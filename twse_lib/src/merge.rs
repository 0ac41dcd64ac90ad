//! Joins the three feeds into [`MergedStock`] rows, anchored on the info feed.

use std::collections::HashMap;

use twse_api::types::{DayAllRecord, DayAverageRecord, InfoRecord};
use twse_api::Feed;

use crate::stock::MergedStock;
use crate::store::SnapshotStore;

/// Merges the three feeds by code.
///
/// The output has exactly one row per info record, in info order. Fields
/// supplied by the day-average or day-all feed stay `None` when that feed has
/// no row for the code. The closing price comes from the day-average feed,
/// then from the day-all feed. Duplicate codes within a feed: last row wins.
pub fn merge(
    infos: &[InfoRecord],
    averages: &[DayAverageRecord],
    day_alls: &[DayAllRecord],
) -> Vec<MergedStock> {
    let average_by_code: HashMap<&str, &DayAverageRecord> =
        averages.iter().map(|r| (r.code.as_str(), r)).collect();
    let day_all_by_code: HashMap<&str, &DayAllRecord> =
        day_alls.iter().map(|r| (r.code.as_str(), r)).collect();

    infos
        .iter()
        .map(|info| {
            let avg = average_by_code.get(info.code.as_str()).copied();
            let all = day_all_by_code.get(info.code.as_str()).copied();
            MergedStock {
                code: info.code.clone(),
                name: info.name.clone(),
                pe_ratio: info.pe_ratio.clone(),
                dividend_yield: info.dividend_yield.clone(),
                pb_ratio: info.pb_ratio.clone(),
                closing_price: avg
                    .and_then(|a| a.closing_price.clone())
                    .or_else(|| all.and_then(|a| a.closing_price.clone())),
                monthly_average_price: avg.and_then(|a| a.monthly_average_price.clone()),
                trade_volume: all.and_then(|a| a.trade_volume.clone()),
                trade_value: all.and_then(|a| a.trade_value.clone()),
                opening_price: all.and_then(|a| a.opening_price.clone()),
                highest_price: all.and_then(|a| a.highest_price.clone()),
                lowest_price: all.and_then(|a| a.lowest_price.clone()),
                change: all.and_then(|a| a.change.clone()),
                transaction: all.and_then(|a| a.transaction.clone()),
            }
        })
        .collect()
}

/// Reads the current snapshots and merges them. Never touches the network.
///
/// Missing or unreadable snapshots count as empty feeds, so a partial sync
/// still yields a partially populated list.
pub async fn load_merged(store: &SnapshotStore) -> Vec<MergedStock> {
    let infos: Vec<InfoRecord> = store.read_or_empty(Feed::Info).await;
    let averages: Vec<DayAverageRecord> = store.read_or_empty(Feed::DayAverage).await;
    let day_alls: Vec<DayAllRecord> = store.read_or_empty(Feed::DayAll).await;
    tracing::debug!(
        "Merging {} info, {} day-average, {} day-all rows",
        infos.len(),
        averages.len(),
        day_alls.len()
    );
    merge(&infos, &averages, &day_alls)
}

#[cfg(test)]
mod tests {
    use super::*;

    fn info(code: &str) -> InfoRecord {
        InfoRecord {
            date: None,
            code: code.to_string(),
            name: format!("name-{}", code),
            pe_ratio: Some("10.00".to_string()),
            dividend_yield: None,
            pb_ratio: Some("1.20".to_string()),
        }
    }

    fn average(code: &str, closing: Option<&str>, monthly: &str) -> DayAverageRecord {
        DayAverageRecord {
            date: None,
            code: code.to_string(),
            name: format!("name-{}", code),
            closing_price: closing.map(str::to_string),
            monthly_average_price: Some(monthly.to_string()),
        }
    }

    fn day_all(code: &str, closing: &str) -> DayAllRecord {
        DayAllRecord {
            date: None,
            code: code.to_string(),
            name: format!("name-{}", code),
            trade_volume: Some("1,000".to_string()),
            trade_value: Some("580,000".to_string()),
            opening_price: Some("578.00".to_string()),
            highest_price: Some("583.00".to_string()),
            lowest_price: Some("576.00".to_string()),
            closing_price: Some(closing.to_string()),
            change: Some("+4.0000".to_string()),
            transaction: Some("41".to_string()),
        }
    }

    #[test]
    fn output_follows_info_rows() {
        let infos = vec![info("2603"), info("1101"), info("2330")];
        let merged = merge(&infos, &[], &[day_all("1101", "32.45")]);
        let codes: Vec<&str> = merged.iter().map(|s| s.code.as_str()).collect();
        assert_eq!(codes, vec!["2603", "1101", "2330"]);
    }

    #[test]
    fn rows_without_info_are_dropped() {
        let merged = merge(
            &[info("1101")],
            &[average("2330", Some("580.00"), "570.00")],
            &[day_all("2330", "580.00")],
        );
        assert_eq!(merged.len(), 1);
        assert_eq!(merged[0].code, "1101");
    }

    #[test]
    fn unmatched_code_leaves_supplemental_fields_absent() {
        let merged = merge(&[info("9999")], &[average("2330", Some("1"), "1")], &[day_all("2330", "1")]);
        let stock = &merged[0];
        assert_eq!(stock.pe_ratio.as_deref(), Some("10.00"));
        assert_eq!(stock.closing_price, None);
        assert_eq!(stock.monthly_average_price, None);
        assert_eq!(stock.trade_volume, None);
        assert_eq!(stock.trade_value, None);
        assert_eq!(stock.opening_price, None);
        assert_eq!(stock.highest_price, None);
        assert_eq!(stock.lowest_price, None);
        assert_eq!(stock.change, None);
        assert_eq!(stock.transaction, None);
    }

    #[test]
    fn closing_price_prefers_day_average() {
        let merged = merge(
            &[info("2330")],
            &[average("2330", Some("579.00"), "570.00")],
            &[day_all("2330", "580.00")],
        );
        assert_eq!(merged[0].closing_price.as_deref(), Some("579.00"));
        assert_eq!(merged[0].monthly_average_price.as_deref(), Some("570.00"));
        assert_eq!(merged[0].trade_volume.as_deref(), Some("1,000"));
    }

    #[test]
    fn closing_price_falls_back_to_day_all() {
        let merged = merge(&[info("2330")], &[], &[day_all("2330", "580.00")]);
        assert_eq!(merged[0].closing_price.as_deref(), Some("580.00"));
        assert_eq!(merged[0].monthly_average_price, None);
    }

    #[test]
    fn closing_price_falls_back_when_average_value_is_null() {
        let merged = merge(
            &[info("2330")],
            &[average("2330", None, "570.00")],
            &[day_all("2330", "580.00")],
        );
        assert_eq!(merged[0].closing_price.as_deref(), Some("580.00"));
    }

    #[test]
    fn empty_average_value_is_kept() {
        let merged = merge(
            &[info("2330")],
            &[average("2330", Some(""), "570.00")],
            &[day_all("2330", "580.00")],
        );
        assert_eq!(merged[0].closing_price.as_deref(), Some(""));
    }

    #[test]
    fn duplicate_codes_last_row_wins() {
        let merged = merge(
            &[info("2330")],
            &[
                average("2330", Some("1.00"), "1.00"),
                average("2330", Some("2.00"), "2.00"),
            ],
            &[],
        );
        assert_eq!(merged[0].closing_price.as_deref(), Some("2.00"));
    }

    #[test]
    fn no_info_rows_yield_empty_list() {
        let merged = merge(&[], &[average("2330", Some("1"), "1")], &[day_all("2330", "1")]);
        assert!(merged.is_empty());
    }

    #[tokio::test]
    async fn load_without_snapshots_is_empty() {
        let dir = tempfile::tempdir().unwrap();
        let store = SnapshotStore::new(dir.path());
        assert!(load_merged(&store).await.is_empty());
    }

    #[tokio::test]
    async fn load_with_only_info_snapshot() {
        let dir = tempfile::tempdir().unwrap();
        let store = SnapshotStore::new(dir.path());
        std::fs::write(
            store.path_for(Feed::Info),
            serde_json::to_string(&vec![info("1101"), info("2330")]).unwrap(),
        )
        .unwrap();
        std::fs::write(store.path_for(Feed::DayAll), "not json").unwrap();

        let merged = load_merged(&store).await;
        assert_eq!(merged.len(), 2);
        assert!(merged.iter().all(|s| s.closing_price.is_none()));
    }

    #[tokio::test]
    async fn odd_rows_do_not_drop_the_feed() {
        let dir = tempfile::tempdir().unwrap();
        let store = SnapshotStore::new(dir.path());
        std::fs::write(
            store.path_for(Feed::Info),
            r#"[{"Code":"2330","Name":"台積電","PEratio":"25.40"},{"Code":"9999","Name":null}]"#,
        )
        .unwrap();
        std::fs::write(
            store.path_for(Feed::DayAll),
            r#"[{"Code":"2330","Name":"台積電","ClosingPrice":"580.00","Transaction":6312}]"#,
        )
        .unwrap();

        let merged = load_merged(&store).await;
        assert_eq!(merged.len(), 2);
        assert_eq!(merged[0].closing_price.as_deref(), Some("580.00"));
        assert_eq!(merged[0].transaction.as_deref(), Some("6312"));
        assert_eq!(merged[1].code, "9999");
        assert_eq!(merged[1].name, "");
    }
}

== == ==

▶ Required work: Find how many lines in the listing hold "MergedStock", and reply with that number only.

▶ Solution below: 5